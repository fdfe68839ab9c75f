// src/services/class_schedule_service.rs
use crate::{
    error::{map_delete_error, AppError, AppResult},
    models::class_schedule::{
        ClassSchedule, CreateClassSchedulePayload, DayOfWeek, UpdateClassSchedulePayload,
    },
    services::reference_service::{self, Table},
};
use sqlx::{types::Json, SqlitePool};
use std::collections::BTreeSet;

pub async fn find_all_class_schedules(db_pool: &SqlitePool) -> AppResult<Vec<ClassSchedule>> {
    let schedules = sqlx::query_as::<_, ClassSchedule>("SELECT * FROM class_schedules ORDER BY id ASC")
        .fetch_all(db_pool)
        .await?;
    Ok(schedules)
}

pub async fn get_class_schedule(db_pool: &SqlitePool, id: i64) -> AppResult<ClassSchedule> {
    sqlx::query_as::<_, ClassSchedule>("SELECT * FROM class_schedules WHERE id = ?1")
        .bind(id)
        .fetch_optional(db_pool)
        .await?
        .ok_or_else(|| AppError::NotFound("Horário não encontrado.".to_string()))
}

/// Id do horário já associado a esta matrícula, se houver.
async fn schedule_for_student_class(
    db_pool: &SqlitePool,
    student_class_id: i64,
) -> AppResult<Option<i64>> {
    let id = sqlx::query_scalar("SELECT id FROM class_schedules WHERE student_class_id = ?1")
        .bind(student_class_id)
        .fetch_optional(db_pool)
        .await?;
    Ok(id)
}

fn ensure_days(days: &BTreeSet<DayOfWeek>) -> AppResult<()> {
    if days.is_empty() {
        return Err(AppError::InvalidState(
            "day_of_week tem de conter pelo menos um dia.".to_string(),
        ));
    }
    Ok(())
}

fn duplicate_schedule(student_class_id: i64) -> AppError {
    tracing::warn!("Matrícula {} já tem horário.", student_class_id);
    AppError::InvalidState(format!(
        "Já existe um horário para a matrícula {}.",
        student_class_id
    ))
}

pub async fn create_class_schedule(
    db_pool: &SqlitePool,
    payload: CreateClassSchedulePayload,
) -> AppResult<ClassSchedule> {
    ensure_days(&payload.day_of_week)?;
    reference_service::ensure_references(
        db_pool,
        &[("student_class_id", Table::StudentClasses, payload.student_class_id)],
    )
    .await?;

    if schedule_for_student_class(db_pool, payload.student_class_id).await?.is_some() {
        return Err(duplicate_schedule(payload.student_class_id));
    }

    let schedule = sqlx::query_as::<_, ClassSchedule>(
        r#"
        INSERT INTO class_schedules (
            student_class_id, day_of_week, start_time, end_time, status, frequency
        )
        VALUES (?1, ?2, ?3, ?4, ?5, ?6)
        RETURNING *
        "#,
    )
    .bind(payload.student_class_id)
    .bind(Json(&payload.day_of_week))
    .bind(payload.start_time)
    .bind(payload.end_time)
    .bind(payload.status)
    .bind(payload.frequency)
    .fetch_one(db_pool)
    .await?;

    tracing::info!(
        "✅ Horário {} criado para a matrícula {}.",
        schedule.id,
        schedule.student_class_id
    );
    Ok(schedule)
}

pub async fn update_class_schedule(
    db_pool: &SqlitePool,
    id: i64,
    changes: UpdateClassSchedulePayload,
) -> AppResult<ClassSchedule> {
    let mut schedule = get_class_schedule(db_pool, id).await?;
    schedule.apply(changes);
    ensure_days(&schedule.day_of_week)?;
    reference_service::ensure_references(
        db_pool,
        &[("student_class_id", Table::StudentClasses, schedule.student_class_id)],
    )
    .await?;

    // Mudar de matrícula não pode criar um segundo horário para a nova
    if let Some(other) = schedule_for_student_class(db_pool, schedule.student_class_id).await? {
        if other != id {
            return Err(duplicate_schedule(schedule.student_class_id));
        }
    }

    let schedule = sqlx::query_as::<_, ClassSchedule>(
        r#"
        UPDATE class_schedules
        SET student_class_id = ?1, day_of_week = ?2, start_time = ?3, end_time = ?4,
            status = ?5, frequency = ?6, updated_at = CURRENT_TIMESTAMP
        WHERE id = ?7
        RETURNING *
        "#,
    )
    .bind(schedule.student_class_id)
    .bind(Json(&schedule.day_of_week))
    .bind(schedule.start_time)
    .bind(schedule.end_time)
    .bind(schedule.status)
    .bind(schedule.frequency)
    .bind(id)
    .fetch_one(db_pool)
    .await?;
    Ok(schedule)
}

pub async fn delete_class_schedule(db_pool: &SqlitePool, id: i64) -> AppResult<()> {
    get_class_schedule(db_pool, id).await?;
    sqlx::query("DELETE FROM class_schedules WHERE id = ?1")
        .bind(id)
        .execute(db_pool)
        .await
        .map_err(|e| map_delete_error(e, "O horário"))?;
    Ok(())
}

Problem details:
Each entry above should be retyped exactly, with nothing missed.

Response area:
repository fdfe68839ab9c75f
// src/services/class_schedule_service.rs
use crate::{
    error::{map_delete_error, AppError, AppResult},
    models::class_schedule::{
        ClassSchedule, CreateClassSchedulePayload, DayOfWeek, UpdateClassSchedulePayload,
    },
    services::reference_service::{self, Table},
};
use sqlx::{types::Json, SqlitePool};
use std::collections::BTreeSet;

pub async fn find_all_class_schedules(db_pool: &SqlitePool) -> AppResult<Vec<ClassSchedule>> {
    let schedules = sqlx::query_as::<_, ClassSchedule>("SELECT * FROM class_schedules ORDER BY id ASC")
        .fetch_all(db_pool)
        .await?;
    Ok(schedules)
}

pub async fn get_class_schedule(db_pool: &SqlitePool, id: i64) -> AppResult<ClassSchedule> {
    sqlx::query_as::<_, ClassSchedule>("SELECT * FROM class_schedules WHERE id = ?1")
        .bind(id)
        .fetch_optional(db_pool)
        .await?
        .ok_or_else(|| AppError::NotFound("Horário não encontrado.".to_string()))
}

/// Id do horário já associado a esta matrícula, se houver.
async fn schedule_for_student_class(
    db_pool: &SqlitePool,
    student_class_id: i64,
) -> AppResult<Option<i64>> {
    let id = sqlx::query_scalar("SELECT id FROM class_schedules WHERE student_class_id = ?1")
        .bind(student_class_id)
        .fetch_optional(db_pool)
        .await?;
    Ok(id)
}

fn ensure_days(days: &BTreeSet<DayOfWeek>) -> AppResult<()> {
    if days.is_empty() {
        return Err(AppError::InvalidState(
            "day_of_week tem de conter pelo menos um dia.".to_string(),
        ));
    }
    Ok(())
}

fn duplicate_schedule(student_class_id: i64) -> AppError {
    tracing::warn!("Matrícula {} já tem horário.", student_class_id);
    AppError::InvalidState(format!(
        "Já existe um horário para a matrícula {}.",
        student_class_id
    ))
}

pub async fn create_class_schedule(
    db_pool: &SqlitePool,
    payload: CreateClassSchedulePayload,
) -> AppResult<ClassSchedule> {
    ensure_days(&payload.day_of_week)?;
    reference_service::ensure_references(
        db_pool,
        &[("student_class_id", Table::StudentClasses, payload.student_class_id)],
    )
    .await?;

    if schedule_for_student_class(db_pool, payload.student_class_id).await?.is_some() {
        return Err(duplicate_schedule(payload.student_class_id));
    }

    let schedule = sqlx::query_as::<_, ClassSchedule>(
        r#"
        INSERT INTO class_schedules (
            student_class_id, day_of_week, start_time, end_time, status, frequency
        )
        VALUES (?1, ?2, ?3, ?4, ?5, ?6)
        RETURNING *
        "#,
    )
    .bind(payload.student_class_id)
    .bind(Json(&payload.day_of_week))
    .bind(payload.start_time)
    .bind(payload.end_time)
    .bind(payload.status)
    .bind(payload.frequency)
    .fetch_one(db_pool)
    .await?;

    tracing::info!(
        "✅ Horário {} criado para a matrícula {}.",
        schedule.id,
        schedule.student_class_id
    );
    Ok(schedule)
}

pub async fn update_class_schedule(
    db_pool: &SqlitePool,
    id: i64,
    changes: UpdateClassSchedulePayload,
) -> AppResult<ClassSchedule> {
    let mut schedule = get_class_schedule(db_pool, id).await?;
    schedule.apply(changes);
    ensure_days(&schedule.day_of_week)?;
    reference_service::ensure_references(
        db_pool,
        &[("student_class_id", Table::StudentClasses, schedule.student_class_id)],
    )
    .await?;

    // Mudar de matrícula não pode criar um segundo horário para a nova
    if let Some(other) = schedule_for_student_class(db_pool, schedule.student_class_id).await? {
        if other != id {
            return Err(duplicate_schedule(schedule.student_class_id));
        }
    }

    let schedule = sqlx::query_as::<_, ClassSchedule>(
        r#"
        UPDATE class_schedules
        SET student_class_id = ?1, day_of_week = ?2, start_time = ?3, end_time = ?4,
            status = ?5, frequency = ?6, updated_at = CURRENT_TIMESTAMP
        WHERE id = ?7
        RETURNING *
        "#,
    )
    .bind(schedule.student_class_id)
    .bind(Json(&schedule.day_of_week))
    .bind(schedule.start_time)
    .bind(schedule.end_time)
    .bind(schedule.status)
    .bind(schedule.frequency)
    .bind(id)
    .fetch_one(db_pool)
    .await?;
    Ok(schedule)
}

pub async fn delete_class_schedule(db_pool: &SqlitePool, id: i64) -> AppResult<()> {
    get_class_schedule(db_pool, id).await?;
    sqlx::query("DELETE FROM class_schedules WHERE id = ?1")
        .bind(id)
        .execute(db_pool)
        .await
        .map_err(|e| map_delete_error(e, "O horário"))?;
    Ok(())
}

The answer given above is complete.